Co-written by Heather Wolfe and Arnold Hunt
It’s every bibliophile’s dream. You’re in a bookshop, or maybe at a local auction, browsing idly along the shelves. It’s late in the afternoon and you’re just preparing to leave, when you spot a bundle of old pamphlets loosely piled in a cardboard box. At the very bottom of the bundle you pull out a slim volume bound in old calf. Brushing the dust off the binding, you open it… and your heart skips a beat. There on the title-page, in a sixteenth-century hand, is the signature “William Shakespeare.”
Fake or fortune? The inscriptions on the title-pages, “S. Ireland from his dear son,” give the game away. The “dear son” is none other than nineteen-year-old William Henry Ireland, most prolific and audacious of eighteenth-century forgers. Ireland started forging Shakespeare documents in 1794 to please his father Samuel, whose greatest desire in life was to obtain a relic of Shakespeare for his collection. He claimed to have discovered them in an old chest belonging to a mysterious “Mr H.” whom he hinted might be a descendant of the actor John Heminges, joint editor of the First Folio.

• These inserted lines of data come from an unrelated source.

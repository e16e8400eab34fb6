// Copyright 2024 OctoFHIR Team
//
// Licensed under the Apache License, Version 2.0 (the "License");
// you may not use this file except in compliance with the License.
// You may obtain a copy of the License at
//
//     http://www.apache.org/licenses/LICENSE-2.0
//
// Unless required by applicable law or agreed to in writing, software
// distributed under the License is distributed on an "AS IS" BASIS,
// WITHOUT WARRANTIES OR CONDITIONS OF ANY KIND, either express or implied.
// See the License for the specific language governing permissions and
// limitations under the License.

//! Error types for feature compilation
//!
//! Two families exist. [`CompilationError`] describes why one feature kind could not
//! be turned into IR; it is absorbed by the code generator and becomes an
//! "unavailable" factory result. [`CodegenError`] is terminal for a generation
//! session and is returned to the caller.

use std::path::PathBuf;

use thiserror::Error;

use crate::context::Position;
use crate::features::FeatureKind;

/// Result type alias for session-level operations
pub type Result<T> = std::result::Result<T, CodegenError>;

/// Result type alias for IR construction
pub type CompilationResult<T> = std::result::Result<T, CompilationError>;

/// Terminal failures of a generation session
#[derive(Error, Debug)]
pub enum CodegenError {
    /// An artifact could not be created or written
    #[error("failed to generate {}: {source}", path.display())]
    Io {
        /// Artifact path the session was writing
        path: PathBuf,
        /// Underlying I/O failure
        #[source]
        source: std::io::Error,
    },

    /// The session configuration cannot produce valid artifacts
    #[error("invalid codegen configuration: {message}")]
    InvalidConfig {
        /// Human-readable description of the problem
        message: String,
    },

    /// A feature specification document could not be read
    #[error("invalid feature specification: {0}")]
    Spec(#[from] serde_json::Error),
}

impl CodegenError {
    /// Wrap an I/O error with the artifact path it occurred on
    pub fn io(path: impl Into<PathBuf>, source: std::io::Error) -> Self {
        Self::Io {
            path: path.into(),
            source,
        }
    }

    /// Create a configuration error
    pub fn invalid_config(message: impl Into<String>) -> Self {
        Self::InvalidConfig {
            message: message.into(),
        }
    }

    /// Path of the artifact this error refers to, if any
    pub fn path(&self) -> Option<&std::path::Path> {
        match self {
            Self::Io { path, .. } => Some(path),
            _ => None,
        }
    }
}

/// Reasons a single feature kind cannot be compiled
#[derive(Error, Debug, Clone, PartialEq, Eq)]
pub enum CompilationError {
    /// The registry holds no definition for this kind
    #[error("no {kind} definition is registered")]
    MissingDefinition {
        /// Feature kind that is absent
        kind: FeatureKind,
    },

    /// An ngram feature reads an unsupported number of positions
    #[error("feature {feature} combines {arity} positions, expected 1 to 3")]
    UnsupportedArity {
        /// Target index of the feature
        feature: u32,
        /// Number of arguments declared
        arity: usize,
    },

    /// A partial ngram feature reads no position at all
    #[error("partial feature {feature} does not read any position")]
    EmptyFeature {
        /// Target index of the feature
        feature: u32,
    },

    /// A feature reads a slot outside the context slice
    #[error("feature {feature} reads {position}[{slot}] but context width is {width}")]
    SlotOutOfRange {
        /// Target index of the feature
        feature: u32,
        /// Position the slot is read from
        position: Position,
        /// Requested slot
        slot: u32,
        /// Declared context slice width
        width: usize,
    },

    /// Two features write the same output index
    #[error("output index {target} is written by more than one feature")]
    DuplicateTarget {
        /// Output index written twice
        target: u32,
    },
}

Having started, Ireland just couldn’t stop. In addition to Shakespeare’s love letter and verses to Anne Hathaway, his newly-discovered play Vortigern, a manuscript version of King Lear, a fragment of Hamlet and countless other documents, he also forged Shakespeare’s own catalogue of his library, which now belongs to University College, London (MS Ogden 54). The catalogue, of which only seven non-contiguous leaves survive (ca. 250 titles), contains mostly literary titles. The content suggests that Ireland compiled the catalogue from seventeenth- and eighteenth-century bibliographies of English drama by Francis Kirkman, Gerard Langbaine, and David Erskine Baker.1
Ireland also claimed to have discovered many of the actual books from Shakespeare’s library. In fact he had bought these from Benjamin White’s bookshop in Fleet Street and William Otridge’s in the Strand, carefully selecting items from bulk purchases or bound volumes of pamphlets so that the booksellers would be unable to identify them as having come from their stock. He then created a false provenance for them by forging Shakespeare’s signature on the title page, and sometimes adding marginal notes as well, conveniently signed “W.S.” or “W. Shakspere” just in case there was any doubt about the authorship. Although there is very little relationship between the titles in the catalogue and the library itself, which contains mostly religious and political tracts, this did not seem to bother anyone, especially since the primary focus of attention was Shakespeare’s manuscripts, and not his annotated books.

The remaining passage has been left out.